Action item:
Produce an exact transcript of all the records.

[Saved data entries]
++++++++++++++++++++
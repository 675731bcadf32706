//! Feature builder
//!
//! Fit phase (training documents only) produces [`FeatureArtifacts`]; the
//! transform phase maps any document through those frozen artifacts.

use super::{FeatureError, NumericScaler, Projection, TruncatedSvd};
use crate::data::Document;
use crate::nlp::TfIdfVectorizer;
use crate::utils::config::PipelineConfig;
use ndarray::{s, Array1, Array2};
use tracing::info;

/// Feature construction settings
#[derive(Debug, Clone)]
pub struct FeatureConfig {
    pub max_vocabulary_terms: usize,
    pub ngram_range: (usize, usize),
    pub reduced_dimensionality: usize,
    pub seed: u64,
}

impl Default for FeatureConfig {
    fn default() -> Self {
        Self {
            max_vocabulary_terms: 5000,
            ngram_range: (1, 2),
            reduced_dimensionality: 300,
            seed: 42,
        }
    }
}

impl From<&PipelineConfig> for FeatureConfig {
    fn from(config: &PipelineConfig) -> Self {
        Self {
            max_vocabulary_terms: config.max_vocabulary_terms,
            ngram_range: config.ngram_range,
            reduced_dimensionality: config.reduced_dimensionality,
            seed: config.random_seed,
        }
    }
}

/// Fits feature artifacts on training documents
#[derive(Debug, Clone, Default)]
pub struct FeatureBuilder {
    config: FeatureConfig,
}

impl FeatureBuilder {
    pub fn new(config: FeatureConfig) -> Self {
        Self { config }
    }

    pub fn config(&self) -> &FeatureConfig {
        &self.config
    }

    /// Fit vocabulary, projection and scaler on training documents
    pub fn fit(&self, documents: &[Document]) -> Result<FeatureArtifacts, FeatureError> {
        if documents.is_empty() {
            return Err(FeatureError::EmptyTrainingSet);
        }
        if self.config.reduced_dimensionality == 0 {
            return Err(FeatureError::InvalidDimensionality);
        }

        let texts: Vec<&str> = documents.iter().map(|d| d.normalized_text()).collect();

        let (min_n, max_n) = self.config.ngram_range;
        let mut vectorizer = TfIdfVectorizer::new()
            .with_ngram_range(min_n, max_n)
            .with_max_features(self.config.max_vocabulary_terms);
        vectorizer.fit(&texts);

        let tfidf = vectorizer.transform_batch(&texts);
        let projection = TruncatedSvd::new(self.config.reduced_dimensionality)
            .with_seed(self.config.seed)
            .fit(&tfidf, vectorizer.n_terms())?;

        let scaler = NumericScaler::fit(&raw_numeric(documents))?;

        info!(
            documents = documents.len(),
            vocabulary = vectorizer.n_terms(),
            components = projection.n_components(),
            explained_variance = projection.explained_variance_ratio().sum(),
            "Fitted feature artifacts"
        );

        Ok(FeatureArtifacts {
            vectorizer,
            projection,
            scaler,
        })
    }
}

/// Frozen vocabulary, projection and scaler
#[derive(Debug, Clone)]
pub struct FeatureArtifacts {
    vectorizer: TfIdfVectorizer,
    projection: Projection,
    scaler: NumericScaler,
}

impl FeatureArtifacts {
    pub fn vectorizer(&self) -> &TfIdfVectorizer {
        &self.vectorizer
    }

    pub fn projection(&self) -> &Projection {
        &self.projection
    }

    pub fn scaler(&self) -> &NumericScaler {
        &self.scaler
    }

    /// Width of every feature vector
    pub fn width(&self) -> usize {
        self.projection.n_components() + self.scaler.n_features()
    }

    /// Column names: `svd_<i>` then the two numeric signals
    pub fn feature_names(&self) -> Vec<String> {
        (0..self.projection.n_components())
            .map(|i| format!("svd_{}", i))
            .chain(["word_count".to_string(), "char_count".to_string()])
            .collect()
    }

    /// Feature vector of one document
    pub fn transform_one(&self, document: &Document) -> Result<Array1<f64>, FeatureError> {
        let tfidf = self.vectorizer.transform(document.normalized_text());
        let reduced = self.projection.transform(&tfidf);

        let numeric = Array1::from_vec(vec![document.word_count() as f64, document.char_count() as f64]);
        let scaled = self.scaler.transform_row(numeric.view())?;

        let n_reduced = reduced.len();
        let mut out = Array1::<f64>::zeros(self.width());
        out.slice_mut(s![..n_reduced]).assign(&reduced);
        out.slice_mut(s![n_reduced..]).assign(&scaled);
        Ok(out)
    }

    /// Feature matrix, one row per document
    pub fn transform(&self, documents: &[Document]) -> Result<Array2<f64>, FeatureError> {
        let mut out = Array2::<f64>::zeros((documents.len(), self.width()));
        for (i, doc) in documents.iter().enumerate() {
            out.row_mut(i).assign(&self.transform_one(doc)?);
        }
        Ok(out)
    }
}

fn raw_numeric(documents: &[Document]) -> Array2<f64> {
    Array2::from_shape_fn((documents.len(), 2), |(i, j)| match j {
        0 => documents[i].word_count() as f64,
        _ => documents[i].char_count() as f64,
    })
}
++++++++++++++++++++
Written reply:
repository 675731bcadf32706
//! Feature builder
//!
//! Fit phase (training documents only) produces [`FeatureArtifacts`]; the
//! transform phase maps any document through those frozen artifacts.

use super::{FeatureError, NumericScaler, Projection, TruncatedSvd};
use crate::data::Document;
use crate::nlp::TfIdfVectorizer;
use crate::utils::config::PipelineConfig;
use ndarray::{s, Array1, Array2};
use tracing::info;

/// Feature construction settings
#[derive(Debug, Clone)]
pub struct FeatureConfig {
    pub max_vocabulary_terms: usize,
    pub ngram_range: (usize, usize),
    pub reduced_dimensionality: usize,
    pub seed: u64,
}

impl Default for FeatureConfig {
    fn default() -> Self {
        Self {
            max_vocabulary_terms: 5000,
            ngram_range: (1, 2),
            reduced_dimensionality: 300,
            seed: 42,
        }
    }
}

impl From<&PipelineConfig> for FeatureConfig {
    fn from(config: &PipelineConfig) -> Self {
        Self {
            max_vocabulary_terms: config.max_vocabulary_terms,
            ngram_range: config.ngram_range,
            reduced_dimensionality: config.reduced_dimensionality,
            seed: config.random_seed,
        }
    }
}

/// Fits feature artifacts on training documents
#[derive(Debug, Clone, Default)]
pub struct FeatureBuilder {
    config: FeatureConfig,
}

impl FeatureBuilder {
    pub fn new(config: FeatureConfig) -> Self {
        Self { config }
    }

    pub fn config(&self) -> &FeatureConfig {
        &self.config
    }

    /// Fit vocabulary, projection and scaler on training documents
    pub fn fit(&self, documents: &[Document]) -> Result<FeatureArtifacts, FeatureError> {
        if documents.is_empty() {
            return Err(FeatureError::EmptyTrainingSet);
        }
        if self.config.reduced_dimensionality == 0 {
            return Err(FeatureError::InvalidDimensionality);
        }

        let texts: Vec<&str> = documents.iter().map(|d| d.normalized_text()).collect();

        let (min_n, max_n) = self.config.ngram_range;
        let mut vectorizer = TfIdfVectorizer::new()
            .with_ngram_range(min_n, max_n)
            .with_max_features(self.config.max_vocabulary_terms);
        vectorizer.fit(&texts);

        let tfidf = vectorizer.transform_batch(&texts);
        let projection = TruncatedSvd::new(self.config.reduced_dimensionality)
            .with_seed(self.config.seed)
            .fit(&tfidf, vectorizer.n_terms())?;

        let scaler = NumericScaler::fit(&raw_numeric(documents))?;

        info!(
            documents = documents.len(),
            vocabulary = vectorizer.n_terms(),
            components = projection.n_components(),
            explained_variance = projection.explained_variance_ratio().sum(),
            "Fitted feature artifacts"
        );

        Ok(FeatureArtifacts {
            vectorizer,
            projection,
            scaler,
        })
    }
}

/// Frozen vocabulary, projection and scaler
#[derive(Debug, Clone)]
pub struct FeatureArtifacts {
    vectorizer: TfIdfVectorizer,
    projection: Projection,
    scaler: NumericScaler,
}

impl FeatureArtifacts {
    pub fn vectorizer(&self) -> &TfIdfVectorizer {
        &self.vectorizer
    }

    pub fn projection(&self) -> &Projection {
        &self.projection
    }

    pub fn scaler(&self) -> &NumericScaler {
        &self.scaler
    }

    /// Width of every feature vector
    pub fn width(&self) -> usize {
        self.projection.n_components() + self.scaler.n_features()
    }

    /// Column names: `svd_<i>` then the two numeric signals
    pub fn feature_names(&self) -> Vec<String> {
        (0..self.projection.n_components())
            .map(|i| format!("svd_{}", i))
            .chain(["word_count".to_string(), "char_count".to_string()])
            .collect()
    }

    /// Feature vector of one document
    pub fn transform_one(&self, document: &Document) -> Result<Array1<f64>, FeatureError> {
        let tfidf = self.vectorizer.transform(document.normalized_text());
        let reduced = self.projection.transform(&tfidf);

        let numeric = Array1::from_vec(vec![document.word_count() as f64, document.char_count() as f64]);
        let scaled = self.scaler.transform_row(numeric.view())?;

        let n_reduced = reduced.len();
        let mut out = Array1::<f64>::zeros(self.width());
        out.slice_mut(s![..n_reduced]).assign(&reduced);
        out.slice_mut(s![n_reduced..]).assign(&scaled);
        Ok(out)
    }

    /// Feature matrix, one row per document
    pub fn transform(&self, documents: &[Document]) -> Result<Array2<f64>, FeatureError> {
        let mut out = Array2::<f64>::zeros((documents.len(), self.width()));
        for (i, doc) in documents.iter().enumerate() {
            out.row_mut(i).assign(&self.transform_one(doc)?);
        }
        Ok(out)
    }
}

fn raw_numeric(documents: &[Document]) -> Array2<f64> {
    Array2::from_shape_fn((documents.len(), 2), |(i, j)| match j {
        0 => documents[i].word_count() as f64,
        _ => documents[i].char_count() as f64,
    })
}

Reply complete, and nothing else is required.